I think the context here suggests that the training is considered part of the overall task of "programming," though people in the industry use that term of art differently in the context of ML development. At any rate the creators of the model or tool were under no oath, nor is (or can be) the tool itself, and the results must be considered in the light of that fact.
Also basic computation can just be done via basic lookup tables. It's a principle that even FPGAs use. One the basic building blocks of an FPGA is a LUT. If you want to make a configurable basic gate just have a mux address a table of 4 bits, and you can then configure that to be any 2 input logic gate. FPGAs also have the word programming in their name.
As for an ML model it's basically a table of weights each connected to each other. In a sense we use "training" to find the weights to program into each node of each layer of the network.
I would still say an ML model is a program, just that humans did not directly specify each value this program. If we go back to an FPGA people rarely manually instantiate the raw building blocks instead it synthesized and routed most often by other software. Although VHDL and Verilog and such are closer to a program than training. Even with normal software code is compiled to machine instructions instead of directly specified. We still say your programming a computer even your using a compiler.
Just because the end results are based off of statistics and your input data I would still say training is a form programming. Just training tells you it was very indirect.
That aside I would agree that model or tools, and creator were under no oath so the reason here makes sense.
Single thing or human is always biased. Because that's how mind works. Out of zillions of possible guesses and decisions it uses only a small coherent subset. Which is always a non-representative subset. I.e. it's biased.

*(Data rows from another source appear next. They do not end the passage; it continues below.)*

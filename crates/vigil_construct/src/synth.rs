//! Synthesis pipeline: validate, load files, emit the ordered payload.

use crate::construct::Construct;
use crate::project::{Project, ProjectPayload};
use crate::session::Session;
use indexmap::IndexMap;
use std::path::{Path, PathBuf};
use tracing::{debug, info, warn};
use vigil_bundle::{upload_bundle, BundleError, BundleUploader, CheckBundle};
use vigil_core::{ConstructDiagnostics, CoreError, CoreResult, Diagnostic, DiagnosticSink, Diagnostics};

/// A file a construct needs before it can synthesize
#[derive(Debug, Clone, PartialEq, Eq)]
pub struct FileInput {
    /// Property that referenced the file
    pub property: &'static str,
    /// Path as declared, relative to the base path unless absolute
    pub path: PathBuf,
    /// Runtime to bundle for; plain text files have none
    pub runtime_id: Option<String>,
}

impl FileInput {
    /// A check script bundled with its local dependencies
    #[must_use]
    pub fn bundle(property: &'static str, path: impl Into<PathBuf>, runtime_id: impl Into<String>) -> Self {
        Self {
            property,
            path: path.into(),
            runtime_id: Some(runtime_id.into()),
        }
    }

    /// A file read verbatim
    #[must_use]
    pub fn text(property: &'static str, path: impl Into<PathBuf>) -> Self {
        Self {
            property,
            path: path.into(),
            runtime_id: None,
        }
    }
}

/// Content loaded for one [`FileInput`]
#[derive(Debug, Clone, PartialEq, Eq)]
pub enum LoadedFile {
    /// Bundled script, plus its storage key when uploaded
    Bundle {
        /// The bundle
        bundle: CheckBundle,
        /// Key returned by the uploader
        storage_key: Option<String>,
    },
    /// Plain file content
    Text(String),
}

/// Loaded files keyed by logical id, then property
#[derive(Debug, Clone, Default)]
pub struct LoadedFiles {
    files: IndexMap<String, IndexMap<&'static str, LoadedFile>>,
}

impl LoadedFiles {
    /// Store the content loaded for `property` of `logical_id`
    pub fn insert(&mut self, logical_id: &str, property: &'static str, file: LoadedFile) {
        self.files
            .entry(logical_id.to_string())
            .or_default()
            .insert(property, file);
    }

    /// Content loaded for `property` of `logical_id`
    #[must_use]
    pub fn get(&self, logical_id: &str, property: &str) -> Option<&LoadedFile> {
        self.files.get(logical_id).and_then(|files| files.get(property))
    }

    /// Number of loaded files
    #[must_use]
    pub fn len(&self) -> usize {
        self.files.values().map(IndexMap::len).sum()
    }

    /// Whether nothing was loaded
    #[must_use]
    pub fn is_empty(&self) -> bool {
        self.len() == 0
    }
}

/// Result of a full synthesis run
#[derive(Debug, Clone)]
pub struct SynthOutcome {
    /// Every observation made on the way
    pub diagnostics: Diagnostics,
    /// Payload, absent when a fatal observation stopped the run
    pub payload: Option<ProjectPayload>,
}

/// Drives validation, file loading and payload emission for a session
pub struct Synthesizer<'a> {
    session: &'a Session,
    add_test_only: bool,
    uploader: Option<&'a dyn BundleUploader>,
}

impl<'a> Synthesizer<'a> {
    /// Synthesizer over the session's active project
    #[must_use]
    pub fn new(session: &'a Session) -> Self {
        Self {
            session,
            add_test_only: true,
            uploader: None,
        }
    }

    /// Include or exclude test-only checks
    #[must_use]
    pub fn with_test_only(mut self, add_test_only: bool) -> Self {
        self.add_test_only = add_test_only;
        self
    }

    /// Upload bundles and emit their storage keys
    #[must_use]
    pub fn with_uploader(mut self, uploader: &'a dyn BundleUploader) -> Self {
        self.uploader = Some(uploader);
        self
    }

    fn project(&self) -> CoreResult<&'a Project> {
        self.session.project().ok_or_else(|| CoreError::InvalidSession {
            reason: "no project is active".to_string(),
        })
    }

    /// Validate every construct of the project
    ///
    /// # Errors
    ///
    /// Returns `InvalidSession` if no project is active
    pub async fn validate(&self) -> CoreResult<Diagnostics> {
        let ctx = self.session.validation_context()?;
        let diagnostics = ctx.validate_project().await;
        debug!(
            observations = diagnostics.len(),
            fatal = diagnostics.is_fatal(),
            "validated project"
        );
        Ok(diagnostics)
    }

    /// Bundle scripts and read files referenced by synthesizable constructs
    ///
    /// Unreadable files become `Error` observations on the referencing
    /// property. Bundles are uploaded when an uploader is set.
    ///
    /// # Errors
    ///
    /// Returns `MissingRuntime` for an unknown runtime and `Bundle` when an
    /// upload fails
    pub async fn load_files(&self, diagnostics: &mut Diagnostics) -> CoreResult<LoadedFiles> {
        let project = self.project()?;
        let bundler = self.session.bundler();
        let mut files = LoadedFiles::default();

        for entry in project.synthesizable(self.add_test_only) {
            let Some(resource) = entry.as_resource() else {
                continue;
            };
            let inputs = resource.file_inputs();
            if inputs.is_empty() {
                continue;
            }

            let mut scoped = ConstructDiagnostics::new(entry.kind().as_str(), entry.logical_id().as_str());
            for input in inputs {
                let path = self.resolve(&input.path);
                let loaded = match &input.runtime_id {
                    Some(runtime_id) => match bundler.bundle(&path, runtime_id).await {
                        Ok(bundle) => {
                            let storage_key = match self.uploader {
                                Some(uploader) => Some(upload_bundle(uploader, &bundle).await?),
                                None => None,
                            };
                            Some(LoadedFile::Bundle { bundle, storage_key })
                        }
                        Err(BundleError::UnknownRuntime(id)) => return Err(CoreError::MissingRuntime { id }),
                        Err(err) => {
                            scoped.add(Diagnostic::file_load_error(
                                input.property,
                                &path.display().to_string(),
                                err,
                            ));
                            None
                        }
                    },
                    None => match tokio::fs::read_to_string(&path).await {
                        Ok(content) => Some(LoadedFile::Text(content)),
                        Err(err) => {
                            scoped.add(Diagnostic::file_load_error(
                                input.property,
                                &path.display().to_string(),
                                err,
                            ));
                            None
                        }
                    },
                };

                if let Some(file) = loaded {
                    debug!(id = %entry.logical_id(), property = input.property, "loaded file");
                    files.insert(entry.logical_id().as_str(), input.property, file);
                }
            }
            diagnostics.extend(scoped.into_inner());
        }

        Ok(files)
    }

    fn resolve(&self, path: &Path) -> PathBuf {
        if path.is_absolute() {
            path.to_path_buf()
        } else {
            self.session.base_path().join(path)
        }
    }

    /// Emit the ordered payload
    ///
    /// # Errors
    ///
    /// Returns error if no project is active or a construct cannot be synthesized
    pub fn synthesize(&self, files: &LoadedFiles) -> CoreResult<ProjectPayload> {
        self.project()?.synthesize(self.add_test_only, files)
    }

    /// Validate, load files and synthesize, stopping at the first fatal stage
    ///
    /// # Errors
    ///
    /// Returns thrown errors from any stage; fatal observations are not errors
    pub async fn run(&self) -> CoreResult<SynthOutcome> {
        let mut diagnostics = self.validate().await?;
        if diagnostics.is_fatal() {
            warn!(errors = diagnostics.errors().count(), "validation failed, skipping synthesis");
            return Ok(SynthOutcome {
                diagnostics,
                payload: None,
            });
        }

        let files = self.load_files(&mut diagnostics).await?;
        if diagnostics.is_fatal() {
            warn!(errors = diagnostics.errors().count(), "file loading failed, skipping synthesis");
            return Ok(SynthOutcome {
                diagnostics,
                payload: None,
            });
        }

        let payload = self.synthesize(&files)?;
        info!(
            project = %payload.project.logical_id,
            resources = payload.resources.len(),
            files = files.len(),
            "synthesized project"
        );
        Ok(SynthOutcome {
            diagnostics,
            payload: Some(payload),
        })
    }
}
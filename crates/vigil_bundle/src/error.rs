//! Bundler error type.

use vigil_core::CoreError;

/// Error raised while parsing or bundling a check script
#[derive(Debug, thiserror::Error)]
pub enum BundleError {
    /// No runtime with this id is available
    #[error("Runtime '{0}' is not available")]
    UnknownRuntime(String),

    /// Entrypoint exists but has no content
    #[error("Entrypoint {path} is empty")]
    EmptyEntrypoint {
        /// Entrypoint path
        path: String,
    },

    /// A file could not be read
    #[error("Failed to read {path}: {source}")]
    Io {
        /// File that failed
        path: String,
        /// Underlying I/O error
        #[source]
        source: std::io::Error,
    },

    /// A local import does not point at any file
    #[error("Cannot resolve import '{specifier}' from {importer}")]
    MissingDependency {
        /// File containing the import
        importer: String,
        /// Import specifier as written
        specifier: String,
    },

    /// External packages the runtime does not provide
    #[error("Unsupported dependencies in {path}: {}", packages.join(", "))]
    UnsupportedDependencies {
        /// Entrypoint path
        path: String,
        /// Package names
        packages: Vec<String>,
    },

    /// Storage upload failed
    #[error("Failed to upload code bundle: {0}")]
    Upload(String),

    /// Bundle could not be serialized
    #[error("Failed to encode bundle: {0}")]
    Encoding(#[from] serde_json::Error),
}

impl BundleError {
    pub(crate) fn io(path: &std::path::Path, source: std::io::Error) -> Self {
        Self::Io {
            path: path.display().to_string(),
            source,
        }
    }
}

impl From<BundleError> for CoreError {
    fn from(err: BundleError) -> Self {
        match err {
            BundleError::UnknownRuntime(id) => CoreError::MissingRuntime { id },
            BundleError::Io { path, source } => CoreError::Io {
                path,
                message: source.to_string(),
            },
            other => CoreError::Bundle {
                message: other.to_string(),
            },
        }
    }
}
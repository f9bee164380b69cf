//! Path helpers for bundle entries.

use std::path::{Component, Path, PathBuf};

/// Rewrite every directory separator to `/`
#[must_use]
pub fn normalize_separators(path: &str) -> String {
    path.replace('\\', "/")
}

/// Path of `target` relative to `base`, with forward slashes
///
/// Targets outside `base` are expressed with leading `..` segments.
#[must_use]
pub fn relative_path(base: &Path, target: &Path) -> String {
    let relative = match target.strip_prefix(base) {
        Ok(stripped) => stripped.to_path_buf(),
        Err(_) => diff_paths(base, target),
    };
    normalize_separators(&relative.to_string_lossy())
}

fn diff_paths(base: &Path, target: &Path) -> PathBuf {
    let base: Vec<Component<'_>> = base.components().collect();
    let target: Vec<Component<'_>> = target.components().collect();

    let common = base
        .iter()
        .zip(target.iter())
        .take_while(|(a, b)| a == b)
        .count();

    let mut out = PathBuf::new();
    for _ in common..base.len() {
        out.push("..");
    }
    for component in &target[common..] {
        out.push(component.as_os_str());
    }
    out
}

#[cfg(test)]
mod tests {
    use super::*;

    #[test]
    fn test_normalize_separators() {
        assert_eq!(normalize_separators(r"checks\utils\login.ts"), "checks/utils/login.ts");
        assert_eq!(normalize_separators("already/fine.ts"), "already/fine.ts");
    }

    #[test]
    fn test_relative_inside_base() {
        let rel = relative_path(Path::new("/repo"), Path::new("/repo/checks/home.spec.ts"));
        assert_eq!(rel, "checks/home.spec.ts");
    }

    #[test]
    fn test_relative_outside_base() {
        let rel = relative_path(Path::new("/repo/app"), Path::new("/repo/shared/util.ts"));
        assert_eq!(rel, "../shared/util.ts");
    }
}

Minor quibble: I think the majority of bias would creep in when training, not necessarily during writing the code. If trained on biased data you'll get biased results. RLHF by it's nature is likely to introduce bias, but maybe bias most are ok with, but maybe not lawyers. Later, while actually serving responses, it's possible that OpenAI/others introduce checks for certain things (e.g. does the input contain the word 'gun'? If so refuse to answer) that are also sources of bias. In theory you could also taint the responses by changing the prompt, but that seems unlikely.
All this just to say that I think the judge is right to do this, his bias argument is a bit of a miss.